> _Exercise brief_
Look through the data and write out every line with the word "QueueStats" in it.

[Saved data entries]
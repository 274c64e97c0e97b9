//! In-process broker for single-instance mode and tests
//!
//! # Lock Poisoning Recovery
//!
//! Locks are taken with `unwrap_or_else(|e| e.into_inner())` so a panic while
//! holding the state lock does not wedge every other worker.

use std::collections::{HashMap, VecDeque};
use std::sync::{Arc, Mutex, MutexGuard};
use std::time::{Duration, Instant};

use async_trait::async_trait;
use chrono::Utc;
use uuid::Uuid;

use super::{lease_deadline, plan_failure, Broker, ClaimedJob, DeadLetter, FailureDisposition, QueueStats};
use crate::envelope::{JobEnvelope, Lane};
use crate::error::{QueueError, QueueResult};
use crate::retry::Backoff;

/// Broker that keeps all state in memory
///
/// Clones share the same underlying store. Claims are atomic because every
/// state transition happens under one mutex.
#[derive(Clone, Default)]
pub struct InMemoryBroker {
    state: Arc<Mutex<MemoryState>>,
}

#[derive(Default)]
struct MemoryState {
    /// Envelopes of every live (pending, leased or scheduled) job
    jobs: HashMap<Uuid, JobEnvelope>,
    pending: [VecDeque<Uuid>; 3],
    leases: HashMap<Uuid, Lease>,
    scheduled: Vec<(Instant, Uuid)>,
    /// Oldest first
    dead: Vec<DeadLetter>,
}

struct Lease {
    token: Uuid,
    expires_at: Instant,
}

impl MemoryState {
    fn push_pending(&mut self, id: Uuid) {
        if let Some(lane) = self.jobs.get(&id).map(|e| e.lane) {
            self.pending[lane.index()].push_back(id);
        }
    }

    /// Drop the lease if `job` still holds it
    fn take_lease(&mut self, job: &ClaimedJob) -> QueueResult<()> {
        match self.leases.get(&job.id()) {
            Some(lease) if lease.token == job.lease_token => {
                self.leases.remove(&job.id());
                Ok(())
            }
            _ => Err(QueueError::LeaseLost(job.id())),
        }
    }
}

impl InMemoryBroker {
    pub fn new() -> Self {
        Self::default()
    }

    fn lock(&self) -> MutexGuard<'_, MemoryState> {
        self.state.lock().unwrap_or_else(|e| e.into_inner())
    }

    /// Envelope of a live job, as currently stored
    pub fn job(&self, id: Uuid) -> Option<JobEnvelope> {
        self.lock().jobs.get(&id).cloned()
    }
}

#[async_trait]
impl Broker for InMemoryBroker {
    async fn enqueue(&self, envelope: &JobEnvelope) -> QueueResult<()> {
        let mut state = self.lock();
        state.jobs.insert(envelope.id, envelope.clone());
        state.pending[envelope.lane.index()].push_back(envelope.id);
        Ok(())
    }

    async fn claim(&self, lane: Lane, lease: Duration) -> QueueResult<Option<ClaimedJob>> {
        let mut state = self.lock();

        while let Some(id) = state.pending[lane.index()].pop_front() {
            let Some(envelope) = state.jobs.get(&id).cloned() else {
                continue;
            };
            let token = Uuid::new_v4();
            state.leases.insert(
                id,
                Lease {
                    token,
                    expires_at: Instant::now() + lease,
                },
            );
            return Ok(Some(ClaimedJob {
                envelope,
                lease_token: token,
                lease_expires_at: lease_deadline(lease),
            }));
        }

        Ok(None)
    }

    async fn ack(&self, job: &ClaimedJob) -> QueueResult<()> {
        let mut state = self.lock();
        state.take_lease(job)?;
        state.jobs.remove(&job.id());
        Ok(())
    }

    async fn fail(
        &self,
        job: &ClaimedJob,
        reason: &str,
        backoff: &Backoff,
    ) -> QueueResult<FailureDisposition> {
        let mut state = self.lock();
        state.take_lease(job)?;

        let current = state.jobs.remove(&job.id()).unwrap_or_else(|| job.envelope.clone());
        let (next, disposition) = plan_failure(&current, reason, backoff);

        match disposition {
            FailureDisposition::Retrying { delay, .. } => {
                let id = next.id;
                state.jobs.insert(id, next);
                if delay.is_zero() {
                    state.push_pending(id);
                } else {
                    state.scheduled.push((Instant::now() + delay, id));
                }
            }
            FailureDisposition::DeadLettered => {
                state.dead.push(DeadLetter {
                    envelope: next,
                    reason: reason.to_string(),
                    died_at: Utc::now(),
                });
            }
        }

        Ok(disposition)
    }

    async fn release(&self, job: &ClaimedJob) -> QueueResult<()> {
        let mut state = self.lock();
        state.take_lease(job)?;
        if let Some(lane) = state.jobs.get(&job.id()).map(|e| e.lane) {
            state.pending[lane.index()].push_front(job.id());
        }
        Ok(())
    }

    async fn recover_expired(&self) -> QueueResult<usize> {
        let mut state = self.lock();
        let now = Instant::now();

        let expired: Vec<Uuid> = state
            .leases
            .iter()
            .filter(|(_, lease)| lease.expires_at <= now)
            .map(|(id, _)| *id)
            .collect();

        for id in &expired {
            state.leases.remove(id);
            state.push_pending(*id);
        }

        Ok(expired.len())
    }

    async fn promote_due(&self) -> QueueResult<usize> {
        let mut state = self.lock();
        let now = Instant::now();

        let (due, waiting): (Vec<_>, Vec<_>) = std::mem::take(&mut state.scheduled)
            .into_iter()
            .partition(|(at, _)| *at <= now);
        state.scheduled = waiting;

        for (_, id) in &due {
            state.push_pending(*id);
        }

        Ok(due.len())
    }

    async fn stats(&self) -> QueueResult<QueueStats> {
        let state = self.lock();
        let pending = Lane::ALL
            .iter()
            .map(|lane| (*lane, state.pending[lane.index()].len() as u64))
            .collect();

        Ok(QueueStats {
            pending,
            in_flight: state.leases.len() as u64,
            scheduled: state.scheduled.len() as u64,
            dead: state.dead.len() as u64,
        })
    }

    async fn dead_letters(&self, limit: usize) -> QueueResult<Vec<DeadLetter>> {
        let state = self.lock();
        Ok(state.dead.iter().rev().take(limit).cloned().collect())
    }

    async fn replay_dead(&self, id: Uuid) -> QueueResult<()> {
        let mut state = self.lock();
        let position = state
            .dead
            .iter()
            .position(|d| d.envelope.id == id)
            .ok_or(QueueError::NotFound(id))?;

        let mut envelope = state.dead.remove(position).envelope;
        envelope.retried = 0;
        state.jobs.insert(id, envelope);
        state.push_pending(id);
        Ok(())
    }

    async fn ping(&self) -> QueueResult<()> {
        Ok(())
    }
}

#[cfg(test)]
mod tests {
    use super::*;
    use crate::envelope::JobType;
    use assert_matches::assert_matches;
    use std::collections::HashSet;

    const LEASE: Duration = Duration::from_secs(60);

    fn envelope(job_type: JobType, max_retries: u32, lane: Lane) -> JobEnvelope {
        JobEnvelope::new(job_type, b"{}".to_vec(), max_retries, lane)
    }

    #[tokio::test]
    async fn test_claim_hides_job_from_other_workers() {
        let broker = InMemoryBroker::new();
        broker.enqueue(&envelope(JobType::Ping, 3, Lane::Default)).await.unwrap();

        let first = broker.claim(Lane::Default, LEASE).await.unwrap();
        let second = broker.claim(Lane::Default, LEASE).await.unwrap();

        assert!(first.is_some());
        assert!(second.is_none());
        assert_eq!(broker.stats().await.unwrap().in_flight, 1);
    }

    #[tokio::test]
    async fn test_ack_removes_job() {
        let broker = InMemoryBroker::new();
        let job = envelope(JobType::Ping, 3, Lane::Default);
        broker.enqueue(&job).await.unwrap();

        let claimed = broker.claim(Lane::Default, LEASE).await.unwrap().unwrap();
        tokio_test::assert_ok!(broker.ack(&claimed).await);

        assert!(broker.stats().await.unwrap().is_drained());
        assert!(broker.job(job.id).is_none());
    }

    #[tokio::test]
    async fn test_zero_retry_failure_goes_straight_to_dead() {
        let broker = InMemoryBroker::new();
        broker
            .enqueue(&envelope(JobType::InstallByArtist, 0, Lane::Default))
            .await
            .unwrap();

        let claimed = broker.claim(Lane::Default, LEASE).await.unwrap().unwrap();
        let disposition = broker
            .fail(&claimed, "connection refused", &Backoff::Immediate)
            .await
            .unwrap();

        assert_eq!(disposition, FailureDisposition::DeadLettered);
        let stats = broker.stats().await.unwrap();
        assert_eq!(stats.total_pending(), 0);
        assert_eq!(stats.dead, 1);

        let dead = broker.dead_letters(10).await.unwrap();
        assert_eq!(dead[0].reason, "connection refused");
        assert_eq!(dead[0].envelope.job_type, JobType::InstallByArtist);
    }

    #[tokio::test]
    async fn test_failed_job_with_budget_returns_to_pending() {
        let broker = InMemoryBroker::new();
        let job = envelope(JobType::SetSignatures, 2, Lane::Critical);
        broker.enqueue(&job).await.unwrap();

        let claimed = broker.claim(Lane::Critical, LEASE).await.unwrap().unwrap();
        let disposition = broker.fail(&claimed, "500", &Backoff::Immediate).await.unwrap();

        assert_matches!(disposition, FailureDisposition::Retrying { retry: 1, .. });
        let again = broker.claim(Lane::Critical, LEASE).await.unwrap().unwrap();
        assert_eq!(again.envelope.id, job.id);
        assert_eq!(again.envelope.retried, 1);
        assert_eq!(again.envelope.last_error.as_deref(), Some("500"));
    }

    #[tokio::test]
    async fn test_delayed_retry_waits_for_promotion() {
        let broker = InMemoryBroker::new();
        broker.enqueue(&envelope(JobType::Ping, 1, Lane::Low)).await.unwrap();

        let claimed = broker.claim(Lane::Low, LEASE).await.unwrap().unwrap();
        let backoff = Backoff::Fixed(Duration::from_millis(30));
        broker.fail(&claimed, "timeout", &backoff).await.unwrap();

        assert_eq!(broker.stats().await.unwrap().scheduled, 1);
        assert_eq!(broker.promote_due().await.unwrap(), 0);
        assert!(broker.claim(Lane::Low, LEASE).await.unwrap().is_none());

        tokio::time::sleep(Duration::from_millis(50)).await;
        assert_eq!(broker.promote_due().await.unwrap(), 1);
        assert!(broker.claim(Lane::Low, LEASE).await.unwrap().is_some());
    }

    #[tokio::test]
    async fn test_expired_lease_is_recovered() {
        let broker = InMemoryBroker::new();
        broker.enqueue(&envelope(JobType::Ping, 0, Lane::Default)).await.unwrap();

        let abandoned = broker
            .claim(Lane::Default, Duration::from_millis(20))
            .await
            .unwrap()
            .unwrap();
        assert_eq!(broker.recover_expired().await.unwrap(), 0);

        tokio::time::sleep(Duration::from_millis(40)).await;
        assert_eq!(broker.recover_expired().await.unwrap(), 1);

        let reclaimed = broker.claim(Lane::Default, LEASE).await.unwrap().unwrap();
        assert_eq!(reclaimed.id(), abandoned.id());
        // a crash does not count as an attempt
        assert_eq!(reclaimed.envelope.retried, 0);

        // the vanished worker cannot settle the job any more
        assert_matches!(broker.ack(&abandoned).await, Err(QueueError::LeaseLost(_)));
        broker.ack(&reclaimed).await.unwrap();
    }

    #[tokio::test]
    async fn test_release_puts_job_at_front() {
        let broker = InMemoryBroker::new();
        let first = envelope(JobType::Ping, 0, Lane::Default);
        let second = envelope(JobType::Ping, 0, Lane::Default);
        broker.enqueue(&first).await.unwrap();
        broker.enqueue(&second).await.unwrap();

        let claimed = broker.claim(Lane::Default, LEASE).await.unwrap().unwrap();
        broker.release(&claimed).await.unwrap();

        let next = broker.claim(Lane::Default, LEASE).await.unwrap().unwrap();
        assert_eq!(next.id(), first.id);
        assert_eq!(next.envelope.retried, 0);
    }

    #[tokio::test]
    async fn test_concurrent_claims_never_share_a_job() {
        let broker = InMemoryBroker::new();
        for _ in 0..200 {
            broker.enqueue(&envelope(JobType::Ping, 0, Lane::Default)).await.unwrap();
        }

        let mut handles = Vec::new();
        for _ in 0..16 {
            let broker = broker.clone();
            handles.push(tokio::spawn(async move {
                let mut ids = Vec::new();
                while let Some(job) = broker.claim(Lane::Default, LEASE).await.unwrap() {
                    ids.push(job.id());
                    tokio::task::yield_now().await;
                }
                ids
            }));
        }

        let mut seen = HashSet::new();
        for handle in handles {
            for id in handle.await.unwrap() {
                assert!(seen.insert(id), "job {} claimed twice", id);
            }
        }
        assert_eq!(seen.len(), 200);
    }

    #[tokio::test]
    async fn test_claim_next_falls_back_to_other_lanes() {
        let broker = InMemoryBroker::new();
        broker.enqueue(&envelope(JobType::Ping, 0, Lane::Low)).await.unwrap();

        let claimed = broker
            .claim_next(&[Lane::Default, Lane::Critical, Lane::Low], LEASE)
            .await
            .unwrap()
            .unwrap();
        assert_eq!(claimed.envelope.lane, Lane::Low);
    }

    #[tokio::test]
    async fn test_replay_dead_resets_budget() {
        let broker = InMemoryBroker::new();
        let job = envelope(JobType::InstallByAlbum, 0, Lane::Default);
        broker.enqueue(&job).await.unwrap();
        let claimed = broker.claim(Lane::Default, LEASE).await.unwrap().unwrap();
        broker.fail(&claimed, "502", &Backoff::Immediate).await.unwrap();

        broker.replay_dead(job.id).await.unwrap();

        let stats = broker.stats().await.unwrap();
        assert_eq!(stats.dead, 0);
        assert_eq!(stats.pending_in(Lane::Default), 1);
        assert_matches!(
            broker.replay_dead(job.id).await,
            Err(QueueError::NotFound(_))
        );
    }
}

---

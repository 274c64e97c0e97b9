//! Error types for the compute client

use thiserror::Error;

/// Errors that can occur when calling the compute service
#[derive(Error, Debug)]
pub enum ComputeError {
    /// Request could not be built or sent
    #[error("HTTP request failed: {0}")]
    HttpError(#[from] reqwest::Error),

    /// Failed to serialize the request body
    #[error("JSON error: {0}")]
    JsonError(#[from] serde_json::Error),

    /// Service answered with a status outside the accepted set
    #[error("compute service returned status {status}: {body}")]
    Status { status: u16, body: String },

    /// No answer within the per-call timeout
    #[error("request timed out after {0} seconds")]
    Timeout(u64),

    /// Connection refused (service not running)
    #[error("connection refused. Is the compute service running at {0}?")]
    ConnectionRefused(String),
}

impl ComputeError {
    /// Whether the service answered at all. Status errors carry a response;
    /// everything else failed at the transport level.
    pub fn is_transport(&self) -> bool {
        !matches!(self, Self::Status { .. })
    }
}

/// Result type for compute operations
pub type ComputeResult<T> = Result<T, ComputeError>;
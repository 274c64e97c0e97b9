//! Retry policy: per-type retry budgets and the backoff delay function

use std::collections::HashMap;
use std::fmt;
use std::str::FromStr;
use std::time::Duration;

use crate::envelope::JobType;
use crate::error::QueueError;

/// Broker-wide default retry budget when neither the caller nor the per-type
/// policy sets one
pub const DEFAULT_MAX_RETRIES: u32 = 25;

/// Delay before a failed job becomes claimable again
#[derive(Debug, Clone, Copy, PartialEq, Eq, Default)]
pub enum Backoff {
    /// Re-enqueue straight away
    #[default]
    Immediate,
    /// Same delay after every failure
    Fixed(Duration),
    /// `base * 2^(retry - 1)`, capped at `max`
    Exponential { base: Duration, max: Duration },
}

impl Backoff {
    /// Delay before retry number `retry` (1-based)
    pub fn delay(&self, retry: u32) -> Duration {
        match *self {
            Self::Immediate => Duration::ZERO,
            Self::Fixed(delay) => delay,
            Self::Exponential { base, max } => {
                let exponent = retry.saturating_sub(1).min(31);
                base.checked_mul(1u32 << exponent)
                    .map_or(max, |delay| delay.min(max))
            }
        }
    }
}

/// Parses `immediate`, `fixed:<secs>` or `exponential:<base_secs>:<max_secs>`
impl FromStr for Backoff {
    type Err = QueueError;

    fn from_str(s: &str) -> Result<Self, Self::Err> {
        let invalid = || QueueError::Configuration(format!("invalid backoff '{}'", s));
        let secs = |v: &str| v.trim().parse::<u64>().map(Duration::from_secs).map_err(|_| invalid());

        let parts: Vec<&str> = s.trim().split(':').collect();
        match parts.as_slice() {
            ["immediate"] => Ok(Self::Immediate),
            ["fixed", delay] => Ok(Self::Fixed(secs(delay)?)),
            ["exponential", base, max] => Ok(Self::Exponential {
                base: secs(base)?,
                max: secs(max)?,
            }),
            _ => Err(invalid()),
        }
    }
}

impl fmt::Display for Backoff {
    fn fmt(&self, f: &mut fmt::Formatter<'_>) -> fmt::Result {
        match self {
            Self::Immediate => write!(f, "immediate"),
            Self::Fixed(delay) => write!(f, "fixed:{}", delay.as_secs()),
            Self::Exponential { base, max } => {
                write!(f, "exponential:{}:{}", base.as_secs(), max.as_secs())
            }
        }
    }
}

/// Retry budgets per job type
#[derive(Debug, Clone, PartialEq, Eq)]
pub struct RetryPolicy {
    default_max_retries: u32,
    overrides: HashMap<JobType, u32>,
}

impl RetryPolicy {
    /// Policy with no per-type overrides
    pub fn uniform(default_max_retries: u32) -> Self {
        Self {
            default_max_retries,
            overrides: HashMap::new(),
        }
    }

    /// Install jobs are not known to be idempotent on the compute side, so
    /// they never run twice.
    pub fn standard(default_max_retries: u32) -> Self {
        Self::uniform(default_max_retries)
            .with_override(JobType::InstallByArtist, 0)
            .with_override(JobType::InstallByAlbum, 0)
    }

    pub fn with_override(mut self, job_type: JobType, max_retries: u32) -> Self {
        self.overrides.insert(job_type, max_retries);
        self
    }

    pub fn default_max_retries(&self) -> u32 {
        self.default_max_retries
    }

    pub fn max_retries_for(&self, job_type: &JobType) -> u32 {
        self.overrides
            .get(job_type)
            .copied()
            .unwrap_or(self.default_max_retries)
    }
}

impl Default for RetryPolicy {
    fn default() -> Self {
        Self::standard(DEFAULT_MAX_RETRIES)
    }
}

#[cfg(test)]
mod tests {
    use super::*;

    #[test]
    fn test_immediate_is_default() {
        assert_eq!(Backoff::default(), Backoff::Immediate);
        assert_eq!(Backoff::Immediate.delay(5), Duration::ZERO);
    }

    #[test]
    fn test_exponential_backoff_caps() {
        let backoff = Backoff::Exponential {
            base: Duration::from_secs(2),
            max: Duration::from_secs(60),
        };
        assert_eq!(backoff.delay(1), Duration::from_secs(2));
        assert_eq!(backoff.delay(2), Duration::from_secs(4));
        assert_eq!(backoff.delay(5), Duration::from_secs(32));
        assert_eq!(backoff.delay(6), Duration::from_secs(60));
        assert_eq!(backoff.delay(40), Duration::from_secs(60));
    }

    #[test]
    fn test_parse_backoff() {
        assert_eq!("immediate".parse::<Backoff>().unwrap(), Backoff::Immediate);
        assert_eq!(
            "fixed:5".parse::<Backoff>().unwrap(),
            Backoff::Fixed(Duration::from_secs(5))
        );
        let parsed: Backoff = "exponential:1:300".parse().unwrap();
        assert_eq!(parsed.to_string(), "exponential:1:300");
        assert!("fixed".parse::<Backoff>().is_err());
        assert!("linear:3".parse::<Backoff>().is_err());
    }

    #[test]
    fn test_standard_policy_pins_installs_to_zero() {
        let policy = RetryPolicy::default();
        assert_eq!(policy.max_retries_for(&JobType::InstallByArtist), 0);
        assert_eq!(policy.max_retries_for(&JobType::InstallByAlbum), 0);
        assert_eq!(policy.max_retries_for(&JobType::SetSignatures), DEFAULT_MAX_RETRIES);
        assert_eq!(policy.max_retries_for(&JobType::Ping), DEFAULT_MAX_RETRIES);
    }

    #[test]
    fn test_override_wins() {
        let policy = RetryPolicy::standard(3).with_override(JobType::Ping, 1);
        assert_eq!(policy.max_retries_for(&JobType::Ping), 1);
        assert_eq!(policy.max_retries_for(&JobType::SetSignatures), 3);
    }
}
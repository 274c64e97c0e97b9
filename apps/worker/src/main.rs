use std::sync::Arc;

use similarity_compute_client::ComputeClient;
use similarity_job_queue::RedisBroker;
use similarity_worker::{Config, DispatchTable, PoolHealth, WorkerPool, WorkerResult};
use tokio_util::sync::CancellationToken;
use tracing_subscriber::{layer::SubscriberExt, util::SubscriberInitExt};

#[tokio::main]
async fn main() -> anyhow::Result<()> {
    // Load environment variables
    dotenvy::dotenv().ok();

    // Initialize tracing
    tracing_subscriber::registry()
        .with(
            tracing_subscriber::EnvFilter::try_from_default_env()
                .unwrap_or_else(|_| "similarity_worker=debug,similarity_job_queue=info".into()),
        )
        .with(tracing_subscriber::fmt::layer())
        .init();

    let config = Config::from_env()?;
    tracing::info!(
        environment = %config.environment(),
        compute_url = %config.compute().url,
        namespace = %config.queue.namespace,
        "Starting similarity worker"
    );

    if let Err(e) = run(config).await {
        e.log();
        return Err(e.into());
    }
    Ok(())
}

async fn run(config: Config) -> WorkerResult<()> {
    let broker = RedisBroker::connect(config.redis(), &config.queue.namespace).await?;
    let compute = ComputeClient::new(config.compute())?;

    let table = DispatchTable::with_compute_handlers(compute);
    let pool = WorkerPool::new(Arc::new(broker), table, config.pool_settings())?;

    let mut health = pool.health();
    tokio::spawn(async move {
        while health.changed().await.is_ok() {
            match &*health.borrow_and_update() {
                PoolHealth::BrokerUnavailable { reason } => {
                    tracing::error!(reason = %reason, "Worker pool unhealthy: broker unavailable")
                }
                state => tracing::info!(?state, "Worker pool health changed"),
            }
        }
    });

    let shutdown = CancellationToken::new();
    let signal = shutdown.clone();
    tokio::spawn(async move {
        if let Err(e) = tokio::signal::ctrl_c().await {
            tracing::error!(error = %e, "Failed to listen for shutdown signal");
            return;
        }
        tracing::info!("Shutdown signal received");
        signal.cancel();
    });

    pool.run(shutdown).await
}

> _Exercise answer_
use super::{lease_deadline, plan_failure, Broker, ClaimedJob, DeadLetter, FailureDisposition, QueueStats};
    async fn stats(&self) -> QueueResult<QueueStats> {
        Ok(QueueStats {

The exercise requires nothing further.